- Dates09 May 2025 to 31 March 2026
- SponsorUK Government (Water Restoration Fund)
- Funded£143,738
- Partners
River ecosystems are impacted by people in numerous ways. Whilst headlines might focus on a single problem, like sewage, river health is negatively affected by multiple human pressures, including intensive land use, habitat degradation, water abstraction and contaminants. Currently, it is difficult to determine which pressures are having the greatest ecological impact at specific locations to target improvements.

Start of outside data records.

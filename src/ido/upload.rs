use super::{ActivityUpload, IdoClient, SessionCookie, cookie_header};
use crate::common::{http, metrics};
use crate::errors::{AuthError, ItemError, UploadError, UploadStage};
use function_timer::time;
use reqwest::StatusCode;
use reqwest::header::{ACCEPT, CONTENT_TYPE, COOKIE, HeaderMap, HeaderValue, ORIGIN, REFERER, USER_AGENT};
use reqwest::multipart::Form;
use serde::Deserialize;
use std::time::Duration;
use tracing::{debug, info};

pub const SESSION_COOKIE: &str = "PHPSESSID";

/// A pre-signed, single-use write target. Consumed by the transfer so it cannot be
/// replayed.
#[derive(Debug, Deserialize)]
pub struct UploadTarget {
    pub url: String,
    pub key: String,
}

impl UploadTarget {
    /// Validity window advertised by the signed URL, if any.
    pub fn expires_in(&self) -> Option<Duration> {
        let url = reqwest::Url::parse(&self.url).ok()?;
        url.query_pairs()
            .find(|(name, _)| name == "X-Amz-Expires")
            .and_then(|(_, value)| value.parse().ok())
            .map(Duration::from_secs)
    }
}

impl IdoClient {
    #[time("ido_upload_duration")]
    pub(super) async fn upload(&self, upload: &ActivityUpload<'_>) -> Result<(), ItemError> {
        let headers = self.session_headers().await?;

        let target = self.request_upload_target(&headers).await?;
        if let Some(expires_in) = target.expires_in() {
            debug!("Upload target valid for {}s", expires_in.as_secs());
        }

        let key = self.transfer(target, upload.payload).await?;
        self.register_activity(&headers, upload, &key).await?;

        metrics::increment_ido_api_success();
        info!("Uploaded {} to iDO as {}", upload.name, key);
        Ok(())
    }

    /// The browser's cookies, provided one of them is the session cookie for our host.
    pub(super) async fn session_cookies(&self) -> Result<Vec<SessionCookie>, AuthError> {
        let host = self.endpoints.host();
        let cookies = self
            .browser
            .cookies()
            .await
            .map_err(|e| AuthError::Browser(e.to_string()))?;

        if !cookies
            .iter()
            .any(|cookie| cookie.name == SESSION_COOKIE && cookie.applies_to(&host))
        {
            return Err(AuthError::MissingSessionCookie {
                cookie: SESSION_COOKIE.to_string(),
                domain: host,
            });
        }
        Ok(cookies)
    }

    /// Headers for the session-authenticated steps, built from the browser's cookies.
    async fn session_headers(&self) -> Result<HeaderMap, AuthError> {
        let host = self.endpoints.host();
        let cookies = self.session_cookies().await?;

        let mut headers = HeaderMap::new();
        headers.insert(COOKIE, header_value(&cookie_header(&cookies, &host))?);
        headers.insert(ACCEPT, HeaderValue::from_static("application/json, text/plain, */*"));
        headers.insert(ORIGIN, header_value(&self.endpoints.base_url)?);
        headers.insert(REFERER, header_value(&self.endpoints.athlete_url())?);
        headers.insert("X-Requested-With", HeaderValue::from_static("XMLHttpRequest"));
        headers.insert(USER_AGENT, HeaderValue::from_static(http::BROWSER_USER_AGENT));
        Ok(headers)
    }

    async fn request_upload_target(&self, headers: &HeaderMap) -> Result<UploadTarget, UploadError> {
        let stage = UploadStage::TargetIssuance;
        let response = self
            .client
            .get(self.endpoints.upload_target_url())
            .headers(headers.clone())
            .send()
            .await
            .map_err(|e| transport(stage, e))?;

        let body = check_status(stage, response).await?;
        serde_json::from_str(&body).map_err(|e| {
            metrics::increment_ido_api_failure(stage_label(stage));
            UploadError::Transport {
                stage,
                detail: format!("unexpected response {body:?}: {e}"),
            }
        })
    }

    /// PUT the bytes straight to the signed URL. The URL carries its own authorization.
    async fn transfer(&self, target: UploadTarget, payload: &[u8]) -> Result<String, UploadError> {
        let stage = UploadStage::BlobTransfer;
        let response = self
            .client
            .put(&target.url)
            .header(CONTENT_TYPE, "application/octet-stream")
            .body(payload.to_vec())
            .send()
            .await
            .map_err(|e| transport(stage, e))?;

        check_status(stage, response).await?;
        debug!("Transferred {} bytes for {}", payload.len(), target.key);
        Ok(target.key)
    }

    async fn register_activity(
        &self,
        headers: &HeaderMap,
        upload: &ActivityUpload<'_>,
        key: &str,
    ) -> Result<(), UploadError> {
        let stage = UploadStage::MetadataRegistration;
        let form = Form::new()
            .text("actName", upload.name.to_string())
            .text("dateString", upload.date.format("%Y-%m-%d").to_string())
            .text("creationType", "fit")
            .text("sportType", upload.sport_type.as_str())
            .text("keyFile", key.to_string());

        let response = self
            .client
            .post(self.endpoints.add_activity_url())
            .headers(headers.clone())
            .multipart(form)
            .send()
            .await
            .map_err(|e| transport(stage, e))?;

        check_status(stage, response).await?;
        Ok(())
    }
}

fn header_value(value: &str) -> Result<HeaderValue, AuthError> {
    HeaderValue::from_str(value).map_err(|e| AuthError::Browser(format!("unusable header value: {e}")))
}

fn stage_label(stage: UploadStage) -> &'static str {
    match stage {
        UploadStage::TargetIssuance => "target_issuance",
        UploadStage::BlobTransfer => "blob_transfer",
        UploadStage::MetadataRegistration => "metadata_registration",
    }
}

fn transport(stage: UploadStage, e: reqwest::Error) -> UploadError {
    metrics::increment_ido_api_failure(stage_label(stage));
    UploadError::Transport {
        stage,
        detail: e.to_string(),
    }
}

/// Anything but 200 fails the stage. Returns the body on success.
async fn check_status(stage: UploadStage, response: reqwest::Response) -> Result<String, UploadError> {
    let status = response.status();
    let body = response.text().await.unwrap_or_default();

    if status != StatusCode::OK {
        metrics::increment_ido_api_failure(stage_label(stage));
        return Err(UploadError::Rejected {
            stage,
            status: status.as_u16(),
            body,
        });
    }
    Ok(body)
}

In our research and development project, we are using cutting-edge genetic sequencing technology to diagnose the underlying reasons for poor river health. We are focusing our study on the bed of the river, where a diverse community of microorganisms grow on rocks and other submerged surfaces, known as riverbed biofilms. We are determining how different combinations of pressures affects the microbial composition of the biofilm. This information will help us identify key markers that can be used to assess pressures to target future mitigation and restoration.
Progress update
We are working in close collaboration with ColneCAN, a partnership of organisations dedicated to improving the River Colne and its tributaries. We had our kick-off meeting in mid-May 2025, where partners shared their local knowledge of the river systems to help us design our field survey. We are now in the middle of our summer fieldwork campaign. We are collecting riverbed biofilm samples from locations across the 6 waterbodies in the Colne catchment, which represent different combinations of pressures. Sampling is being done upstream and downstream of known and suspected point source pollution (e.g. wastewater treatment works, surface water outfalls), upstream and downstream of different land cover types (e.g. agricultural and urban) and in areas with different levels of hydrological and physical modification. Once this fieldwork is complete, we will be extracting the genetic material from the biofilms and running metagenomic sequencing.